*Assignment*: Please print the data shown below without any alteration.

Excerpts from a dataset:
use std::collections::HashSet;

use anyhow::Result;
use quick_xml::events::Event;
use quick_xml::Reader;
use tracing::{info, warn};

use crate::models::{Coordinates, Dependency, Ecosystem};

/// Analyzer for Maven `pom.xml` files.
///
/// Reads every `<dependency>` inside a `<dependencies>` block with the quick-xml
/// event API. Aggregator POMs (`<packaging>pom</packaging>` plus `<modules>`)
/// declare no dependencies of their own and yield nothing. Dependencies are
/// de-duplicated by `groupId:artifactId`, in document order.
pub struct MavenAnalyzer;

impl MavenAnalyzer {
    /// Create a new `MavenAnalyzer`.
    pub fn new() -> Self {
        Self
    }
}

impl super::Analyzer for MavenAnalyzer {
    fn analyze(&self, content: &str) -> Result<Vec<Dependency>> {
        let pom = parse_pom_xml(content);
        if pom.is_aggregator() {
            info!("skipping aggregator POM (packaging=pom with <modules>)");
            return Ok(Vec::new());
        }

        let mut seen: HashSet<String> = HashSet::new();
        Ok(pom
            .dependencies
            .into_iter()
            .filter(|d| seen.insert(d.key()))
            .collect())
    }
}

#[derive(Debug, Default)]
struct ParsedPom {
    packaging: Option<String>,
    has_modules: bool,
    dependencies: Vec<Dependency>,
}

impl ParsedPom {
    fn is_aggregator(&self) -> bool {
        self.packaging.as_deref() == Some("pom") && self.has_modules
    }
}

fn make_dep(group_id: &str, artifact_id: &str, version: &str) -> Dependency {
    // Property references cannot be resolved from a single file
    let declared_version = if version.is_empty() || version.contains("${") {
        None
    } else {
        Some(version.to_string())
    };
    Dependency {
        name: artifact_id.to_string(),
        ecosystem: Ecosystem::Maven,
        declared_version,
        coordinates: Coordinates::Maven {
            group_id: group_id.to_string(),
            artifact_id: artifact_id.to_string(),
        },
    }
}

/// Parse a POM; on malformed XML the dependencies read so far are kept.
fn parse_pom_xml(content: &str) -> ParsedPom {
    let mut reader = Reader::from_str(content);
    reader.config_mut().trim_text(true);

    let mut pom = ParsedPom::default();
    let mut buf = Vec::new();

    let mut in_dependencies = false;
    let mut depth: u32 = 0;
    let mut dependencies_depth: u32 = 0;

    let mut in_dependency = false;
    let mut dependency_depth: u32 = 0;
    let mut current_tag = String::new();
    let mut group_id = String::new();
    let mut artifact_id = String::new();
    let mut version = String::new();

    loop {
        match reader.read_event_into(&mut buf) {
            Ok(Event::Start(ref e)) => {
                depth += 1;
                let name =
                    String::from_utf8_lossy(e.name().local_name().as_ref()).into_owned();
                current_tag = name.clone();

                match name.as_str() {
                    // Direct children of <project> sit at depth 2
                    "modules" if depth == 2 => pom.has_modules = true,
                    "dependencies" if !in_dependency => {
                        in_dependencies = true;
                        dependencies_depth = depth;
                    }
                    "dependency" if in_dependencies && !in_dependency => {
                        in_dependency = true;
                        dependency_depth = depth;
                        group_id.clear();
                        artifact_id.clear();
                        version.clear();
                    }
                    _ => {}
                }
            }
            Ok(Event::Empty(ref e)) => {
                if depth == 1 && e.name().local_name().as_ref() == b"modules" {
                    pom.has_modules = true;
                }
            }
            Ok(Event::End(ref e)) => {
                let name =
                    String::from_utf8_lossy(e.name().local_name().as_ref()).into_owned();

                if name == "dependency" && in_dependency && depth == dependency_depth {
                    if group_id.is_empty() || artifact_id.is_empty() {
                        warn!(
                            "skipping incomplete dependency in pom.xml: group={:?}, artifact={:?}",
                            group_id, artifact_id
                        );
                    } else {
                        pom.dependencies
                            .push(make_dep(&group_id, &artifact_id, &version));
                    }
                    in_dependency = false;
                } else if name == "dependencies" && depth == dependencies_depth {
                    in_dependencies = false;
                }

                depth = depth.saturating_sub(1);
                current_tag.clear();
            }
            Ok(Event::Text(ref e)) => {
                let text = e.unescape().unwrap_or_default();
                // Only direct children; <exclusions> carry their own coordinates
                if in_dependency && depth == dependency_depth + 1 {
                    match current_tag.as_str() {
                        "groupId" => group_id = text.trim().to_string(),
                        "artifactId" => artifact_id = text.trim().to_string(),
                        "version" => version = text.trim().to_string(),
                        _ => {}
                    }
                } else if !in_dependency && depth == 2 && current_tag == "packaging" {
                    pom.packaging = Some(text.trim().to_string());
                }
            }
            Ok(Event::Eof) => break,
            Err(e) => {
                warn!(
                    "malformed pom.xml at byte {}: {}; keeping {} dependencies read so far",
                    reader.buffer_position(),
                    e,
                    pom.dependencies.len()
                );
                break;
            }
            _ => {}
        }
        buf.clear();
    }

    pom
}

*Written solution*:
use std::collections::HashSet;

use anyhow::Result;
use quick_xml::events::Event;
use quick_xml::Reader;
use tracing::{info, warn};

use crate::models::{Coordinates, Dependency, Ecosystem};

/// Analyzer for Maven `pom.xml` files.
///
/// Reads every `<dependency>` inside a `<dependencies>` block with the quick-xml
/// event API. Aggregator POMs (`<packaging>pom</packaging>` plus `<modules>`)
/// declare no dependencies of their own and yield nothing. Dependencies are
/// de-duplicated by `groupId:artifactId`, in document order.
pub struct MavenAnalyzer;

impl MavenAnalyzer {
    /// Create a new `MavenAnalyzer`.
    pub fn new() -> Self {
        Self
    }
}

impl super::Analyzer for MavenAnalyzer {
    fn analyze(&self, content: &str) -> Result<Vec<Dependency>> {
        let pom = parse_pom_xml(content);
        if pom.is_aggregator() {
            info!("skipping aggregator POM (packaging=pom with <modules>)");
            return Ok(Vec::new());
        }

        let mut seen: HashSet<String> = HashSet::new();
        Ok(pom
            .dependencies
            .into_iter()
            .filter(|d| seen.insert(d.key()))
            .collect())
    }
}

#[derive(Debug, Default)]
struct ParsedPom {
    packaging: Option<String>,
    has_modules: bool,
    dependencies: Vec<Dependency>,
}

impl ParsedPom {
    fn is_aggregator(&self) -> bool {
        self.packaging.as_deref() == Some("pom") && self.has_modules
    }
}

fn make_dep(group_id: &str, artifact_id: &str, version: &str) -> Dependency {
    // Property references cannot be resolved from a single file
    let declared_version = if version.is_empty() || version.contains("${") {
        None
    } else {
        Some(version.to_string())
    };
    Dependency {
        name: artifact_id.to_string(),
        ecosystem: Ecosystem::Maven,
        declared_version,
        coordinates: Coordinates::Maven {
            group_id: group_id.to_string(),
            artifact_id: artifact_id.to_string(),
        },
    }
}

/// Parse a POM; on malformed XML the dependencies read so far are kept.
fn parse_pom_xml(content: &str) -> ParsedPom {
    let mut reader = Reader::from_str(content);
    reader.config_mut().trim_text(true);

    let mut pom = ParsedPom::default();
    let mut buf = Vec::new();

    let mut in_dependencies = false;
    let mut depth: u32 = 0;
    let mut dependencies_depth: u32 = 0;

    let mut in_dependency = false;
    let mut dependency_depth: u32 = 0;
    let mut current_tag = String::new();
    let mut group_id = String::new();
    let mut artifact_id = String::new();
    let mut version = String::new();

    loop {
        match reader.read_event_into(&mut buf) {
            Ok(Event::Start(ref e)) => {
                depth += 1;
                let name =
                    String::from_utf8_lossy(e.name().local_name().as_ref()).into_owned();
                current_tag = name.clone();

                match name.as_str() {
                    // Direct children of <project> sit at depth 2
                    "modules" if depth == 2 => pom.has_modules = true,
                    "dependencies" if !in_dependency => {
                        in_dependencies = true;
                        dependencies_depth = depth;
                    }
                    "dependency" if in_dependencies && !in_dependency => {
                        in_dependency = true;
                        dependency_depth = depth;
                        group_id.clear();
                        artifact_id.clear();
                        version.clear();
                    }
                    _ => {}
                }
            }
            Ok(Event::Empty(ref e)) => {
                if depth == 1 && e.name().local_name().as_ref() == b"modules" {
                    pom.has_modules = true;
                }
            }
            Ok(Event::End(ref e)) => {
                let name =
                    String::from_utf8_lossy(e.name().local_name().as_ref()).into_owned();

                if name == "dependency" && in_dependency && depth == dependency_depth {
                    if group_id.is_empty() || artifact_id.is_empty() {
                        warn!(
                            "skipping incomplete dependency in pom.xml: group={:?}, artifact={:?}",
                            group_id, artifact_id
                        );
                    } else {
                        pom.dependencies
                            .push(make_dep(&group_id, &artifact_id, &version));
                    }
                    in_dependency = false;
                } else if name == "dependencies" && depth == dependencies_depth {
                    in_dependencies = false;
                }

                depth = depth.saturating_sub(1);
                current_tag.clear();
            }
            Ok(Event::Text(ref e)) => {
                let text = e.unescape().unwrap_or_default();
                // Only direct children; <exclusions> carry their own coordinates
                if in_dependency && depth == dependency_depth + 1 {
                    match current_tag.as_str() {
                        "groupId" => group_id = text.trim().to_string(),
                        "artifactId" => artifact_id = text.trim().to_string(),
                        "version" => version = text.trim().to_string(),
                        _ => {}
                    }
                } else if !in_dependency && depth == 2 && current_tag == "packaging" {
                    pom.packaging = Some(text.trim().to_string());
                }
            }
            Ok(Event::Eof) => break,
            Err(e) => {
                warn!(
                    "malformed pom.xml at byte {}: {}; keeping {} dependencies read so far",
                    reader.buffer_position(),
                    e,
                    pom.dependencies.len()
                );
                break;
            }
            _ => {}
        }
        buf.clear();
    }

    pom
}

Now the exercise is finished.